Le bluff de la réforme
Nos dirigeants sont incorrigibles. Il suffit que quelques signaux lumineux se rallument, lueur faiblarde, pour qu’ils nous promettent le retour de la grande clarté. Le pétrole chute, le dollar baisse, les taux d’intérêt restent bas ? La France est tirée d’affaire et François Hollande avec. Oubliées les lamentations sur la trop faible inflation. Effacées les expériences piteuses de l’inversion de la courbe du chômage ou du retournement économique. Cette fois sera la bonne puisque les circonstances sont avec nous.
Malheureusement, ce bluff est trop grossier pour convaincre nos partenaires de relâcher la pression. Tous disent et répètent que la France doit faire plus d’efforts, d’adaptations, de réformes, d’économies budgétaires. Tous le font non pas seulement parce qu’ils en appellent au respect de nos engagements, mais de plus en plus parce qu’ils craignent que la maladie française, langueur et dépression, ne tire l’ensemble de la zone Europe vers le fond : la France pèse tant dans l’économie européenne.

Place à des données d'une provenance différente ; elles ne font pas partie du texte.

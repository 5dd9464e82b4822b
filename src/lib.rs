//! # authware
//!
//! Rust SDK for the Authware licensing and authentication API.
//!
//! ## Security
//!
//! - Every connection pins the server certificate issuer and bypasses any
//!   system proxy
//! - Session tokens and API keys are redacted in Debug output
//! - Tracing skips credential and password parameters
//! - Error messages sanitize token-like data in response bodies
//!
//! ## Crates
//!
//! - **authware-client** - Core HTTP pipeline: pinned transport, typed decoding, error classification
//! - **authware-app** - Application API: registration, login, profiles, variables, API execution
//!
//! ## Quick Start
//!
//! ```rust,ignore
//! use authware::{AuthwareApplication, ErrorKind};
//!
//! #[tokio::main]
//! async fn main() -> Result<(), authware::Error> {
//!     // AUTHWARE_APP_ID and AUTHWARE_APP_VERSION
//!     let app = AuthwareApplication::from_env()?;
//!     app.initialize_application().await?;
//!
//!     match app.login("alice", "hunter2").await {
//!         Ok((_, profile)) => println!("Welcome {profile}"),
//!         Err(err) => match &err.kind {
//!             ErrorKind::UpdateRequired { update_url, .. } => println!("Update at {update_url}"),
//!             ErrorKind::RateLimited { retry_after, .. } => println!("Retry in {retry_after:?}"),
//!             _ => return Err(err),
//!         },
//!     }
//!
//!     Ok(())
//! }
//! ```

// Re-export all crates for convenient access
#[cfg(feature = "app")]
pub use authware_app as app;
#[cfg(feature = "client")]
pub use authware_client as client;

// Re-export commonly used types at the top level
#[cfg(feature = "app")]
pub use authware_app::{AuthwareApplication, Profile};
#[cfg(feature = "client")]
pub use authware_client::{ClientConfig, Credential, Error, ErrorKind, Requester, Result};
//! Response envelopes for mutating calls.

use std::fmt;

use base64::engine::general_purpose::STANDARD;
use base64::Engine;
use serde::{Deserialize, Serialize};
use uuid::Uuid;

use authware_client::ResponseStatus;

/// Status and message returned by calls that have no other result.
#[derive(Debug, Clone, PartialEq, Eq, Deserialize, Serialize)]
pub struct BaseResponse {
    pub code: ResponseStatus,
    #[serde(default, skip_serializing_if = "Option::is_none")]
    pub message: Option<String>,
}

impl fmt::Display for BaseResponse {
    fn fmt(&self, f: &mut fmt::Formatter<'_>) -> fmt::Result {
        match &self.message {
            Some(message) => write!(f, "{}: {}", self.code, message),
            None => write!(f, "{}", self.code),
        }
    }
}

/// A status envelope carrying the record as it now exists on the server.
#[derive(Debug, Clone, PartialEq, Eq, Deserialize, Serialize)]
pub struct UpdatedDataResponse<T> {
    pub code: ResponseStatus,
    #[serde(default, skip_serializing_if = "Option::is_none")]
    pub message: Option<String>,
    pub new_data: T,
}

/// Session token issued by a successful login.
#[derive(Clone, PartialEq, Eq, Deserialize, Serialize)]
pub struct AuthResponse {
    pub auth_token: String,
}

impl fmt::Debug for AuthResponse {
    fn fmt(&self, f: &mut fmt::Formatter<'_>) -> fmt::Result {
        f.debug_struct("AuthResponse")
            .field("auth_token", &"[REDACTED]")
            .finish()
    }
}

/// Result of executing one of the application's server-side APIs.
#[derive(Debug, Clone, PartialEq, Eq, Deserialize, Serialize)]
pub struct ApiResponse {
    #[serde(default, skip_serializing_if = "Option::is_none")]
    pub message: Option<String>,
    pub request_id: Uuid,
    /// Base64-encoded response body from the remote API.
    #[serde(default, skip_serializing_if = "Option::is_none")]
    pub response: Option<String>,
    pub is_success: bool,
}

impl ApiResponse {
    /// The response body as UTF-8 text, if it was sent and decodes.
    pub fn decoded_response(&self) -> Option<String> {
        let bytes = STANDARD.decode(self.response.as_deref()?).ok()?;
        String::from_utf8(bytes).ok()
    }

    /// Returns true if the API was configured to return its body.
    ///
    /// APIs that do not forward their body only report the upstream HTTP
    /// status code, which decodes to a bare integer.
    pub fn can_return_response(&self) -> bool {
        self.decoded_response()
            .is_some_and(|body| body.trim().parse::<i32>().is_err())
    }
}

impl fmt::Display for ApiResponse {
    fn fmt(&self, f: &mut fmt::Formatter<'_>) -> fmt::Result {
        f.write_str(self.decoded_response().as_deref().unwrap_or_default())
    }
}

Et ce n’est pas le cirque autour de la loi Macron qui pourrait les rassurer sur notre acceptation de la réforme. Que cette loi hétéroclite puisse apparaître aux uns comme le levier qui fera sauter les verrous de l’économie, et aux autres comme le poison libéral qui livrera le pays aux forces du marché en dit long sur notre immaturité. Pas plus que le CICE qui devait à lui seul relancer la compétitivité des entreprises, pas davantage que l’accord ANI qui devait assouplir le droit du travail et libérer l’emploi, pas plus que la réforme des régions qui devait simplifier le millefeuille territorial et économiser l’argent public, la loi Macron ne suffira, à elle seule, à sortir le pays du marasme. Et plus les débats autour de ce texte seront ardus, moins il y aura de chances qu’il soit efficace pour commencer à tirer la France d’affaire.